*Material for this task*.
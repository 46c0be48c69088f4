use serde::{Deserialize, Serialize};

use crate::core::normalize::{normalize, SkillSet};

/// Known skills as users enter them: free text or discrete tokens
#[derive(Debug, Clone, PartialEq, Eq, Serialize, Deserialize)]
#[serde(untagged)]
pub enum SkillList {
    Text(String),
    Tokens(Vec<String>),
}

impl SkillList {
    pub fn to_set(&self) -> SkillSet {
        match self {
            SkillList::Text(text) => normalize(Some(text)),
            SkillList::Tokens(tokens) => SkillSet::from_tokens(tokens),
        }
    }

    /// True when no non-blank text is present
    pub fn is_blank(&self) -> bool {
        match self {
            SkillList::Text(text) => text.trim().is_empty(),
            SkillList::Tokens(tokens) => tokens.iter().all(|t| t.trim().is_empty()),
        }
    }
}

impl Default for SkillList {
    fn default() -> Self {
        SkillList::Tokens(Vec::new())
    }
}

/// Canonical user profile seen by the matching core
#[derive(Debug, Clone, PartialEq, Serialize, Deserialize)]
pub struct Profile {
    pub email: String,
    pub name: String,
    #[serde(rename = "headlineSkill", default)]
    pub headline_skill: Option<String>,
    #[serde(rename = "knownSkills", default)]
    pub known_skills: SkillList,
    #[serde(rename = "wantToLearn", default)]
    pub want_to_learn: Option<String>,
    #[serde(default)]
    pub location: Option<String>,
    #[serde(default)]
    pub bio: Option<String>,
    #[serde(rename = "profileImage", default)]
    pub profile_image: Option<String>,
}

impl Profile {
    pub fn new(email: impl Into<String>, name: impl Into<String>) -> Self {
        Self {
            email: email.into(),
            name: name.into(),
            headline_skill: None,
            known_skills: SkillList::default(),
            want_to_learn: None,
            location: None,
            bio: None,
            profile_image: None,
        }
    }

    /// Merged known skills: headline plus the skill list
    pub fn known_set(&self) -> SkillSet {
        let mut set = normalize(self.headline_skill.as_deref());
        set.extend(self.known_skills.to_set());
        set
    }

    pub fn wants_set(&self) -> SkillSet {
        normalize(self.want_to_learn.as_deref())
    }

    /// Location as a plain string, empty when not set
    pub fn location_str(&self) -> &str {
        self.location.as_deref().unwrap_or("")
    }
}
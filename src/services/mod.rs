// Service exports
pub mod postgres;
pub mod session;

pub use postgres::{PostgresClient, PostgresError};
pub use session::{SessionError, SessionKey, SessionStore};
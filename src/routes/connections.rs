use actix_web::{http::StatusCode, web, HttpResponse};
use validator::Validate;

use crate::models::{ConnectionRequest, ConnectionsResponse, RemoveConnectionResponse};
use crate::routes::{error_response, postgres_error, session_error, validation_error, AppState};

pub fn configure(cfg: &mut web::ServiceConfig) {
    cfg
        .route("/connections", web::get().to(list_connections))
        .route("/connections", web::post().to(add_connection))
        .route("/connections", web::delete().to(remove_connection));
}

/// GET /api/v1/connections?email={email}
async fn list_connections(
    state: web::Data<AppState>,
    query: web::Query<std::collections::HashMap<String, String>>,
) -> HttpResponse {
    let email = match query.get("email") {
        Some(email) => email,
        None => {
            return error_response(
                StatusCode::BAD_REQUEST,
                "Missing email parameter",
                "email query parameter is required",
            );
        }
    };

    match state.sessions.connections(email).await {
        Ok(connections) => HttpResponse::Ok().json(ConnectionsResponse {
            email: email.clone(),
            count: connections.len(),
            connections,
        }),
        Err(e) => session_error("Failed to load connections", e),
    }
}

/// Connect with another profile
///
/// POST /api/v1/connections
///
/// Request body:
/// ```json
/// { "email": "string", "targetEmail": "string" }
/// ```
async fn add_connection(
    state: web::Data<AppState>,
    req: web::Json<ConnectionRequest>,
) -> HttpResponse {
    if let Err(errors) = req.validate() {
        return validation_error(errors);
    }

    if req.email == req.target_email {
        return error_response(
            StatusCode::BAD_REQUEST,
            "Invalid connection",
            "a profile cannot connect with itself",
        );
    }

    let target = match state.postgres.get_profile(&req.target_email).await {
        Ok(profile) => profile,
        Err(e) => return postgres_error("Failed to fetch target profile", e),
    };

    match state.sessions.add_connection(&req.email, target).await {
        Ok(connections) => {
            tracing::info!("{} connected with {}", req.email, req.target_email);
            HttpResponse::Ok().json(ConnectionsResponse {
                email: req.email.clone(),
                count: connections.len(),
                connections,
            })
        }
        Err(e) => session_error("Failed to store connection", e),
    }
}

/// DELETE /api/v1/connections
async fn remove_connection(
    state: web::Data<AppState>,
    req: web::Json<ConnectionRequest>,
) -> HttpResponse {
    if let Err(errors) = req.validate() {
        return validation_error(errors);
    }

    match state
        .sessions
        .remove_connection(&req.email, &req.target_email)
        .await
    {
        Ok((removed, remaining)) => HttpResponse::Ok().json(RemoveConnectionResponse {
            removed,
            count: remaining.len(),
        }),
        Err(e) => session_error("Failed to remove connection", e),
    }
}
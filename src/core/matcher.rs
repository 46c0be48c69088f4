use thiserror::Error;

use crate::core::normalize::SkillSet;
use crate::core::reciprocity::{exchange, is_reciprocal_match, Exchange};
use crate::models::Profile;

/// Profile fields the matcher needs from a seeker
#[derive(Debug, Clone, Copy, PartialEq, Eq)]
pub enum ProfileField {
    KnownSkills,
    WantToLearn,
}

impl ProfileField {
    pub fn as_str(&self) -> &'static str {
        match self {
            ProfileField::KnownSkills => "knownSkills",
            ProfileField::WantToLearn => "wantToLearn",
        }
    }
}

impl std::fmt::Display for ProfileField {
    fn fmt(&self, f: &mut std::fmt::Formatter<'_>) -> std::fmt::Result {
        f.write_str(self.as_str())
    }
}

/// Errors that stop matching before any candidate is examined
#[derive(Debug, Clone, PartialEq, Eq, Error)]
pub enum MatchError {
    #[error("Incomplete profile: {missing} is empty")]
    IncompleteProfile { missing: ProfileField },
}

/// A seeker's normalized skills, computed once per request
#[derive(Debug, Clone)]
pub struct SeekerSkills<'a> {
    email: &'a str,
    knows: SkillSet,
    wants: SkillSet,
}

impl<'a> SeekerSkills<'a> {
    /// Normalize the seeker and check both skill fields are usable
    ///
    /// Text that normalizes to nothing (blank, only commas) counts as missing.
    pub fn from_profile(seeker: &'a Profile) -> Result<Self, MatchError> {
        let knows = seeker.known_set();
        if knows.is_empty() {
            return Err(MatchError::IncompleteProfile {
                missing: ProfileField::KnownSkills,
            });
        }

        let wants = seeker.wants_set();
        if wants.is_empty() {
            return Err(MatchError::IncompleteProfile {
                missing: ProfileField::WantToLearn,
            });
        }

        Ok(Self {
            email: &seeker.email,
            knows,
            wants,
        })
    }

    pub fn knows(&self) -> &SkillSet {
        &self.knows
    }

    pub fn wants(&self) -> &SkillSet {
        &self.wants
    }

    pub fn is_self(&self, candidate: &Profile) -> bool {
        candidate.email == self.email
    }

    /// Apply the reciprocity predicate to one candidate
    ///
    /// Self-exclusion is not applied here; see [`SeekerSkills::accepts`].
    #[inline]
    pub fn matches(&self, candidate: &Profile) -> bool {
        is_reciprocal_match(
            &self.knows,
            &self.wants,
            &candidate.known_set(),
            &candidate.wants_set(),
        )
    }

    /// Self-exclusion followed by the reciprocity predicate
    #[inline]
    pub fn accepts(&self, candidate: &Profile) -> bool {
        !self.is_self(candidate) && self.matches(candidate)
    }

    /// Lazily yield the candidates this seeker accepts, in input order
    pub fn matches_in<'s, 'c>(
        &'s self,
        candidates: &'c [Profile],
    ) -> impl Iterator<Item = &'c Profile> + 's
    where
        'c: 's,
    {
        candidates.iter().filter(move |candidate| self.accepts(candidate))
    }

    /// Overlap between the seeker and a candidate in both directions
    pub fn exchange_with(&self, candidate: &Profile) -> Exchange {
        exchange(
            &self.knows,
            &self.wants,
            &candidate.known_set(),
            &candidate.wants_set(),
        )
    }
}

/// Lazily yield every candidate that reciprocally matches the seeker
///
/// Validation happens up front, so an incomplete seeker fails before the
/// iterator touches a single candidate. The seeker's own profile is always
/// skipped.
pub fn matching_candidates<'a>(
    seeker: &'a Profile,
    candidates: &'a [Profile],
) -> Result<impl Iterator<Item = &'a Profile> + 'a, MatchError> {
    let skills = SeekerSkills::from_profile(seeker)?;

    Ok(candidates
        .iter()
        .filter(move |candidate| skills.accepts(candidate)))
}

/// Find every reciprocal match for a seeker, preserving candidate order
///
/// # Arguments
/// * `seeker` - The profile looking for an exchange partner
/// * `candidates` - Materialized candidate list, possibly including the seeker
///
/// # Returns
/// References into `candidates`; an empty list is a normal outcome
pub fn find_matches<'a>(
    seeker: &'a Profile,
    candidates: &'a [Profile],
) -> Result<Vec<&'a Profile>, MatchError> {
    Ok(matching_candidates(seeker, candidates)?.collect())
}
#[cfg(test)]
mod tests {
    use super::*;
    use crate::database::opacity::DistanceMetric;

    fn header() -> OpacityHeader {
        OpacityHeader::linear(100.0, 1000.0, 10, OpacityUnits::default()).unwrap()
    }

    fn pt_grid() -> Vec<(f64, f64)> {
        vec![(1e-3, 300.0), (1.0, 300.0), (1e-3, 1000.0), (1.0, 1000.0)]
    }

    #[test]
    fn test_condition_key() {
        assert_eq!(condition_key(300.0), "300");
        assert_eq!(condition_key(0.001), "0.001");
        assert_eq!(condition_key(1e-30), "0.000000000000000000000000000001");
        for v in [300.0, 0.1 + 0.2, 1e-30, 1234.5678] {
            assert_eq!(parse_condition_key(&condition_key(v)).unwrap(), v);
        }
    }

    #[test]
    fn test_h2h2_scenario() {
        let mut doc = OpacityDocument::new(&header());
        doc.insert_continuum("H2H2", 300.0, vec![1e-30; 1000]);

        let curve = doc.continuum_curve("H2H2", 300.0).unwrap().unwrap();
        assert_eq!(curve, vec![1e-30; 1000]);
        assert!(doc.continuum_curve("H2H2", 999.0).unwrap().is_none());
        assert!(doc.continuum_curve("H2N2", 300.0).unwrap().is_none());
    }

    #[test]
    fn test_ptids_follow_grid_order() {
        let mut doc = OpacityDocument::new(&header());
        let inserted = doc
            .insert_molecular_grid(&["H2O"], &pt_grid(), |_, p, t| Ok(vec![p, t]))
            .unwrap();
        assert_eq!(inserted, 4);

        let points = doc.molecular_grid("H2O").unwrap();
        let ptids: Vec<u32> = points.iter().map(|p| p.ptid).collect();
        assert_eq!(ptids, vec![1, 2, 3, 4]);
        assert_eq!((points[2].pressure, points[2].temperature), (1e-3, 1000.0));

        assert_eq!(
            doc.molecular_curve("H2O", 3).unwrap().unwrap(),
            vec![1e-3, 1000.0]
        );
        assert!(doc.molecular_curve("H2O", 5).unwrap().is_none());
    }

    #[test]
    fn test_nearest_on_document() {
        let mut doc = OpacityDocument::new(&header());
        doc.insert_molecular_grid(&["CO"], &pt_grid(), |_, _, _| Ok(vec![0.0]))
            .unwrap();

        let point = doc
            .nearest_grid_point("CO", 1.0, 1000.0, DistanceMetric::Raw)
            .unwrap()
            .unwrap();
        assert_eq!(point.ptid, 4);
    }

    #[test]
    fn test_save_and_load() {
        let dir = tempfile::tempdir().unwrap();
        let path = dir.path().join("opacities.json");

        let mut doc = OpacityDocument::new(&header());
        doc.insert_continuum_grid(&["H2H2", "H-bf"], &[300.0, 600.0], |_, t| {
            Ok(vec![t * 1e-30; 10])
        })
        .unwrap();
        doc.insert_molecular_grid(&["H2O"], &pt_grid(), |_, p, _| Ok(vec![p; 10]))
            .unwrap();
        doc.save(&path).unwrap();

        let loaded = OpacityDocument::load(&path).unwrap();
        assert_eq!(loaded, doc);
        assert_eq!(loaded.continuum_count(), 4);
        assert_eq!(loaded.molecular_count(), 4);
        assert_eq!(
            loaded.continuum_temperatures("H2H2").unwrap(),
            vec![300.0, 600.0]
        );
    }

    #[test]
    fn test_load_missing_file() {
        let dir = tempfile::tempdir().unwrap();
        assert!(OpacityDocument::load(dir.path().join("nope.json")).is_err());
    }

    #[test]
    fn test_database_round_trip_preserves_ptids() {
        let dir = tempfile::tempdir().unwrap();
        let path = dir.path().join("converted.db");

        let db = OpacityDatabase::create_in_memory(&header()).unwrap();
        db.continuum()
            .insert_grid(&["H2He"], &[75.0, 300.0], |_, t| Ok(vec![t; 10]))
            .unwrap();
        // Grid deliberately not sorted so ptid order differs from key order
        db.molecular()
            .insert_grid(&["CH4"], &[(10.0, 900.0), (0.1, 300.0), (1.0, 600.0)], |_, p, t| {
                Ok(vec![p * t; 10])
            })
            .unwrap();

        let doc = OpacityDocument::from_source(&db).unwrap();
        assert_eq!(doc.continuum_count(), 2);
        assert_eq!(doc.molecular_grid("CH4").unwrap(), db.molecular().grid("CH4").unwrap());

        let copy = doc.write_to_database(path.to_str().unwrap()).unwrap();
        assert_eq!(copy.molecular().grid("CH4").unwrap(), db.molecular().grid("CH4").unwrap());
        assert_eq!(
            copy.molecular().get("CH4", 1).unwrap().unwrap(),
            vec![9000.0; 10]
        );
        assert_eq!(
            copy.continuum().get("H2He", 75.0).unwrap().unwrap(),
            vec![75.0; 10]
        );
        assert_eq!(copy.headers().get().unwrap(), db.headers().get().unwrap());
        assert!(copy.check_grid_consistency().unwrap().is_consistent());
    }

    #[test]
    fn test_non_finite_samples_survive_export() {
        let dir = tempfile::tempdir().unwrap();
        let path = dir.path().join("export.json");

        let db = OpacityDatabase::create_in_memory(&header()).unwrap();
        db.continuum()
            .insert("H-bf", 300.0, &[0.0, f64::INFINITY, f64::NAN])
            .unwrap();
        db.molecular()
            .insert(1, "H2O", 1.0, 300.0, &[f64::NEG_INFINITY, 1e-30])
            .unwrap();

        let doc = OpacityDocument::from_source(&db).unwrap();
        doc.save(&path).unwrap();
        assert!(!std::fs::read_to_string(&path).unwrap().contains("null"));

        let loaded = OpacityDocument::load(&path).unwrap();
        let curve = loaded.continuum_curve("H-bf", 300.0).unwrap().unwrap();
        let bits: Vec<u64> = curve.iter().map(|v| v.to_bits()).collect();
        let expected: Vec<u64> = [0.0, f64::INFINITY, f64::NAN]
            .iter()
            .map(|v| v.to_bits())
            .collect();
        assert_eq!(bits, expected);
        assert_eq!(
            loaded.molecular_curve("H2O", 1).unwrap().unwrap(),
            vec![f64::NEG_INFINITY, 1e-30]
        );
    }

    #[test]
    fn test_bad_key_leaves_existing_database() {
        let dir = tempfile::tempdir().unwrap();
        let path = dir.path().join("opacities.db");
        let path = path.to_str().unwrap();

        {
            let db = OpacityDatabase::create(path, &header()).unwrap();
            db.continuum().insert("H2H2", 300.0, &[1e-30; 10]).unwrap();
        }

        let mut doc = OpacityDocument::new(&header());
        doc.continuum
            .entry("H2H2".to_string())
            .or_default()
            .insert("warm".to_string(), vec![0.0; 10]);
        assert!(doc.write_to_database(path).is_err());

        let db = OpacityDatabase::open_read_only(path).unwrap();
        assert_eq!(
            db.continuum().get("H2H2", 300.0).unwrap().unwrap(),
            vec![1e-30; 10]
        );
    }

    #[test]
    fn test_exhausted_ptid_space_is_an_error() {
        let mut doc = OpacityDocument::new(&header());
        doc.insert_molecular("H2O", u32::MAX, 1.0, 300.0, vec![0.0]);

        let result = doc.insert_molecular_grid(&["H2O"], &[(2.0, 300.0)], |_, _, _| Ok(vec![0.0]));
        assert!(result.is_err());
        assert_eq!(doc.molecular_count(), 1);
    }

    #[test]
    fn test_from_source_requires_header() {
        let db = OpacityDatabase::open_in_memory().unwrap();
        assert!(OpacityDocument::from_source(&db).is_err());
    }
}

*The problem*. Say how many lines of the data include the word "before". Respond with the number alone.

*Exercise response*. 2